**WHAT IS REQUIRED**
Write out each record below, word for word.

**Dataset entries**
== == ==

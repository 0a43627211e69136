#[derive(askama::Template)]
#[template(path = "contact.html")]
pub struct ContactHtmlTemplate<'a> {
    pub name: &'a str,
    pub email: &'a str,
    pub message: &'a str,
    pub received_at: &'a str,
}

#[derive(askama::Template)]
#[template(path = "contact.txt")]
pub struct ContactPlainTemplate<'a> {
    pub name: &'a str,
    pub email: &'a str,
    pub message: &'a str,
    pub received_at: &'a str,
}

== == ==

**TASK ANSWER**
repository 0a43627211e69136
#[derive(askama::Template)]
#[template(path = "contact.html")]
pub struct ContactHtmlTemplate<'a> {
    pub name: &'a str,
    pub email: &'a str,
    pub message: &'a str,
    pub received_at: &'a str,
}

#[derive(askama::Template)]
#[template(path = "contact.txt")]
pub struct ContactPlainTemplate<'a> {
    pub name: &'a str,
    pub email: &'a str,
    pub message: &'a str,
    pub received_at: &'a str,
}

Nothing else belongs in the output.